10AM Assembly Committee on Education

  • AB 560 (safe haven) – requires a school board that provides a human growth and development instructional program to include in the instructional program an explanation of the process under current law for a parent of a newborn to relinquish custody of the newborn to a law enforcement officer, emergency medical services practitioner, or hospital staff member.
  • AB 561 (credit recovery courses) – requires a school board annually to report to the Department of Public Instruction the number of pupils who attended a credit recovery course during the school year and, for each pupil, the pupil’s grade level and the subject of the recovery course the pupil attended. DPI must annually compile and submit that information to the appropriate standing committees of the legislature. In the bill, “credit recovery course” means a program or course, including an alternative education program, as defined in s. 115.28 (7) (e) 1., that allows a pupil to retake a course or make up course credit for a course that the pupil took but did not pass and that is required for high school graduation.
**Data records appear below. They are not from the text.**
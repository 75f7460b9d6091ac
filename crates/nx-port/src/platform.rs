//! The host loop.
//!
//! [`Platform`] owns every adapter plus the host services and drives one
//! frame at a time: input, timing, the engine's frame, audio submission and
//! presentation. The engine only ever sees a [`FrameContext`].

use thiserror::Error;
use tracing::{debug, info, trace, warn};

use crate::audio::{AudioError, AudioSubmitter, PcmRing, SUBMIT_SAMPLES, SubmitReport};
use crate::host::{AudioOut, Controller, Display, TickSource};
use crate::input::{self, KeySink};
use crate::palette::PALETTE_BYTES;
use crate::sys::{BIG_STACK_SIZE, BigStack, EngineParams, FileTable, SysError};
use crate::timing::{FrameTimer, float_time};
use crate::video::{Rect, VideoError, VideoPresenter, VideoSettings};

#[derive(Debug, Error)]
pub enum PlatformError {
    #[error(transparent)]
    Video(#[from] VideoError),

    #[error(transparent)]
    Audio(#[from] AudioError),

    #[error(transparent)]
    Sys(#[from] SysError),

    #[error("engine: {0}")]
    Engine(String),
}

/// Everything the engine may touch during `init` or `frame`.
pub struct FrameContext<'a> {
    pub video: &'a mut VideoPresenter,
    /// `None` when audio failed to initialize or has been shut down.
    pub pcm: Option<PcmRing<'a>>,
    pub files: &'a mut FileTable,
    pub big_stack: &'a mut BigStack,
    pub heap: &'a mut [u8],
    pub params: &'a EngineParams,
    /// Seconds since the tick counter's epoch.
    pub time: f64,
    /// Regions the engine redrew this frame.
    pub damage: &'a mut Vec<Rect>,
}

/// The game engine as seen by the host loop. Key events arrive through
/// [`KeySink`] before each `frame`.
pub trait Engine: KeySink {
    fn init(&mut self, ctx: &mut FrameContext<'_>) -> Result<(), PlatformError>;

    /// Advance by `delta` seconds and draw into `ctx.video`.
    fn frame(&mut self, ctx: &mut FrameContext<'_>, delta: f64) -> Result<(), PlatformError>;

    fn shutdown(&mut self) {}
}

/// What one call to [`Platform::run_frame`] did.
#[derive(Debug, Clone, Copy, PartialEq)]
pub struct FrameReport {
    pub delta: f64,
    /// The audio block submitted this frame, if one was due.
    pub audio: Option<SubmitReport>,
}

pub struct Platform<D, A, T, C>
where
    D: Display,
    A: AudioOut,
    T: TickSource,
    C: Controller,
{
    display: D,
    audio: AudioSubmitter<A>,
    ticks: T,
    controller: C,
    video: Option<VideoPresenter>,
    files: FileTable,
    big_stack: BigStack,
    heap: Vec<u8>,
    params: EngineParams,
    timer: FrameTimer,
    damage: Vec<Rect>,
    /// Playback position at which the next block is due.
    next_submit: u64,
    frames: u64,
}

impl<D, A, T, C> Platform<D, A, T, C>
where
    D: Display,
    A: AudioOut,
    T: TickSource,
    C: Controller,
{
    /// Take ownership of the host services and allocate the engine heap and
    /// big stack.
    pub fn new(display: D, audio_out: A, ticks: T, controller: C, params: EngineParams) -> Result<Self, PlatformError> {
        let heap = params.allocate_heap()?;
        let big_stack = BigStack::new(BIG_STACK_SIZE)?;
        let timer = FrameTimer::new(ticks.system_tick());
        info!(
            heap = params.memsize,
            basedir = %params.basedir.display(),
            args = params.args.len(),
            "platform created"
        );
        Ok(Self {
            display,
            audio: AudioSubmitter::new(audio_out),
            ticks,
            controller,
            video: None,
            files: FileTable::new(),
            big_stack,
            heap,
            params,
            timer,
            damage: Vec::new(),
            next_submit: 0,
            frames: 0,
        })
    }

    pub fn init_video(&mut self, palette: &[u8; PALETTE_BYTES], settings: VideoSettings) -> Result<(), PlatformError> {
        self.video = Some(VideoPresenter::initialize(palette, settings)?);
        Ok(())
    }

    /// Bring up audio. Failure is not fatal: the game runs silently.
    pub fn init_audio(&mut self) -> bool {
        match self.audio.initialize(&self.ticks) {
            Ok(()) => {
                self.next_submit = 0;
                true
            }
            Err(e) => {
                warn!("audio unavailable, continuing without sound: {e}");
                false
            }
        }
    }

    /// Hand the engine its context once before the first frame.
    pub fn init_engine<E: Engine + ?Sized>(&mut self, engine: &mut E) -> Result<(), PlatformError> {
        let mut ctx = self.context()?;
        engine.init(&mut ctx)?;
        debug!("engine initialized");
        // The frame timer starts after engine start-up so the first delta
        // does not include it.
        self.timer = FrameTimer::new(self.ticks.system_tick());
        Ok(())
    }

    /// Run one frame: pump input, compute the delta, run the engine, submit
    /// audio if a block is due, then present.
    pub fn run_frame<E: Engine + ?Sized>(&mut self, engine: &mut E) -> Result<FrameReport, PlatformError> {
        input::pump(&mut self.controller, engine);

        let delta = self.timer.delta_seconds(self.ticks.system_tick());
        {
            let mut ctx = self.context()?;
            engine.frame(&mut ctx, delta)?;
        }

        let audio = self.submit_if_due()?;

        let video = self.video.as_mut().ok_or(VideoError::NotInitialized)?;
        video.present(&mut self.display, &self.damage)?;
        self.damage.clear();

        self.frames += 1;
        trace!(frame = self.frames, delta, "frame");
        Ok(FrameReport { delta, audio })
    }

    /// Submit at most one block per frame. If playback has run past several
    /// block boundaries since the last submission, the missed blocks are
    /// dropped and the next one is due at the boundary after `position`.
    fn submit_if_due(&mut self) -> Result<Option<SubmitReport>, PlatformError> {
        if !self.audio.is_running() {
            return Ok(None);
        }
        let position = self.audio.playback_position(&self.ticks);
        if position < self.next_submit {
            return Ok(None);
        }
        let report = self.audio.submit()?;
        let chunk = SUBMIT_SAMPLES as u64;
        self.next_submit = (position / chunk + 1) * chunk;
        Ok(Some(report))
    }

    fn context(&mut self) -> Result<FrameContext<'_>, PlatformError> {
        let video = self
            .video
            .as_mut()
            .filter(|v| v.is_initialized())
            .ok_or(VideoError::NotInitialized)?;
        Ok(FrameContext {
            video,
            pcm: self.audio.pcm_ring(&self.ticks),
            files: &mut self.files,
            big_stack: &mut self.big_stack,
            heap: &mut self.heap,
            params: &self.params,
            time: float_time(self.ticks.system_tick()),
            damage: &mut self.damage,
        })
    }

    /// Shut the engine down, then audio, then video.
    pub fn shutdown<E: Engine + ?Sized>(&mut self, engine: &mut E) {
        engine.shutdown();
        self.audio.shutdown();
        if let Some(video) = self.video.as_mut() {
            video.shutdown();
        }
        info!(frames = self.frames, "platform shut down");
    }

    #[must_use]
    pub fn frames(&self) -> u64 {
        self.frames
    }

    #[must_use]
    pub fn video(&self) -> Option<&VideoPresenter> {
        self.video.as_ref()
    }

    #[must_use]
    pub fn audio(&self) -> &AudioSubmitter<A> {
        &self.audio
    }

    pub fn audio_mut(&mut self) -> &mut AudioSubmitter<A> {
        &mut self.audio
    }

    #[must_use]
    pub fn display(&self) -> &D {
        &self.display
    }

    pub fn display_mut(&mut self) -> &mut D {
        &mut self.display
    }

    /// Give the display back, dropping everything else.
    pub fn into_display(self) -> D {
        self.display
    }

    #[must_use]
    pub fn ticks(&self) -> &T {
        &self.ticks
    }

    #[must_use]
    pub fn controller(&self) -> &C {
        &self.controller
    }

    pub fn controller_mut(&mut self) -> &mut C {
        &mut self.controller
    }

    #[must_use]
    pub fn params(&self) -> &EngineParams {
        &self.params
    }
}

#[cfg(test)]
mod tests {
    use super::*;
    use crate::audio::SAMPLE_RATE;
    use crate::input::{EngineKey, KeyEvent, button};
    use crate::testing::{ManualTicks, MockAudioOut, MockDisplay, ScriptedController};
    use crate::timing::TICK_HZ;

    type TestPlatform = Platform<MockDisplay, MockAudioOut, ManualTicks, ScriptedController>;

    #[derive(Default)]
    struct Recorder {
        events: Vec<KeyEvent>,
        inits: u32,
        deltas: Vec<f64>,
        shut_down: bool,
        fail_frame: bool,
    }

    impl KeySink for Recorder {
        fn key_event(&mut self, key: EngineKey, pressed: bool) {
            self.events.push(KeyEvent { key, pressed });
        }
    }

    impl Engine for Recorder {
        fn init(&mut self, ctx: &mut FrameContext<'_>) -> Result<(), PlatformError> {
            self.inits += 1;
            assert_eq!(ctx.heap.len(), ctx.params.memsize);
            Ok(())
        }

        fn frame(&mut self, ctx: &mut FrameContext<'_>, delta: f64) -> Result<(), PlatformError> {
            if self.fail_frame {
                return Err(PlatformError::Engine("demo failure".into()));
            }
            self.deltas.push(delta);
            ctx.damage.push(Rect { x: 0, y: 0, width: 1, height: 1 });
            Ok(())
        }

        fn shutdown(&mut self) {
            self.shut_down = true;
        }
    }

    fn small_params() -> EngineParams {
        EngineParams {
            memsize: 4096,
            ..EngineParams::default()
        }
    }

    fn platform(script: Vec<(u64, u64)>) -> TestPlatform {
        let mut platform = Platform::new(
            MockDisplay::new(1280, 720),
            MockAudioOut::default(),
            ManualTicks::new(0),
            ScriptedController::new(script),
            small_params(),
        )
        .expect("small heap");
        platform
            .init_video(&[0; PALETTE_BYTES], VideoSettings::default())
            .expect("video");
        platform
    }

    #[test]
    fn frame_before_video_is_an_error() {
        let mut platform: TestPlatform = Platform::new(
            MockDisplay::new(4, 4),
            MockAudioOut::default(),
            ManualTicks::new(0),
            ScriptedController::default(),
            small_params(),
        )
        .expect("small heap");
        let mut engine = Recorder::default();
        assert!(matches!(
            platform.run_frame(&mut engine),
            Err(PlatformError::Video(VideoError::NotInitialized))
        ));
    }

    #[test]
    fn frame_runs_input_engine_and_present() {
        let mut platform = platform(vec![(button::PLUS, 0)]);
        let mut engine = Recorder::default();
        platform.init_engine(&mut engine).expect("init");
        assert_eq!(engine.inits, 1);

        platform.ticks().advance(TICK_HZ / 60);
        let report = platform.run_frame(&mut engine).expect("frame");

        assert_eq!(engine.events, [KeyEvent { key: EngineKey::Start, pressed: true }]);
        assert!((report.delta - 1.0 / 60.0).abs() < 1e-9);
        assert_eq!(platform.display().swaps, 1);
        assert_eq!(platform.frames(), 1);
    }

    #[test]
    fn engine_error_skips_present() {
        let mut platform = platform(Vec::new());
        let mut engine = Recorder {
            fail_frame: true,
            ..Recorder::default()
        };
        assert!(matches!(platform.run_frame(&mut engine), Err(PlatformError::Engine(_))));
        assert_eq!(platform.display().swaps, 0);
    }

    #[test]
    fn audio_submits_on_cadence() {
        let mut platform = platform(Vec::new());
        assert!(platform.init_audio());
        let mut engine = Recorder::default();

        // First frame submits straight away.
        let first = platform.run_frame(&mut engine).expect("frame");
        assert!(first.audio.is_some());

        // Less than a block's worth of playback later: nothing due.
        platform.ticks().advance(TICK_HZ / 10);
        assert!(platform.run_frame(&mut engine).expect("frame").audio.is_none());

        // A fifth of a second in: the next block is due.
        platform.ticks().advance(TICK_HZ / 10);
        let report = platform.run_frame(&mut engine).expect("frame");
        assert!(report.audio.is_some());
        assert_eq!(platform.audio().output().blocks.len(), 2);
        assert_eq!(platform.audio().dma().sample_pos, u64::from(SAMPLE_RATE) / 5);
    }

    #[test]
    fn late_frame_submits_once_and_resyncs() {
        let mut platform = platform(Vec::new());
        assert!(platform.init_audio());
        let mut engine = Recorder::default();
        platform.run_frame(&mut engine).expect("frame");

        // Two and a half blocks of playback pass in one frame.
        platform.ticks().advance(TICK_HZ / 2);
        assert!(platform.run_frame(&mut engine).expect("frame").audio.is_some());
        assert_eq!(platform.audio().output().blocks.len(), 2);

        // Next boundary is 28800 samples, not 9600 or 19200.
        platform.ticks().advance(TICK_HZ / 20);
        assert!(platform.run_frame(&mut engine).expect("frame").audio.is_none());
        platform.ticks().advance(TICK_HZ / 10);
        assert!(platform.run_frame(&mut engine).expect("frame").audio.is_some());
        assert_eq!(platform.audio().output().blocks.len(), 3);
    }

    #[test]
    fn failed_audio_runs_silently() {
        let mut platform: TestPlatform = Platform::new(
            MockDisplay::new(1280, 720),
            MockAudioOut::failing(),
            ManualTicks::new(0),
            ScriptedController::default(),
            small_params(),
        )
        .expect("small heap");
        platform
            .init_video(&[0; PALETTE_BYTES], VideoSettings::default())
            .expect("video");
        assert!(!platform.init_audio());

        let mut engine = Recorder::default();
        let report = platform.run_frame(&mut engine).expect("frame");
        assert!(report.audio.is_none());
        assert!(platform.audio().output().blocks.is_empty());
    }

    #[test]
    fn shutdown_order() {
        let mut platform = platform(Vec::new());
        platform.init_audio();
        let mut engine = Recorder::default();
        platform.shutdown(&mut engine);
        assert!(engine.shut_down);
        assert!(platform.audio().output().stopped);
        assert!(!platform.video().expect("presenter kept").is_initialized());
    }
}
10:30AM Senate Committee on Education (WisEYE live coverage)

  • SB 373 (financial info) – requires DPI to create a school district financial information portal, in a format that allows the public to download, sort, search, and access the information at no cost. The bill also creates an advisory committee (including a WASB appointee) to advise the DPI on the portal. The bill requires no new data collection at the school or district level.
  • SB 431 (Cursive) – requires the state superintendent of public instruction to incorporate cursive writing into the model academic standards for English language arts. The bill also requires all school boards, independent charter schools, and private schools participating in a parental choice program to include cursive writing in its respective curriculum for the elementary grades. Specifically, each elementary school curriculum must include the objective that pupils be able to write legibly in cursive by the end of fifth grade.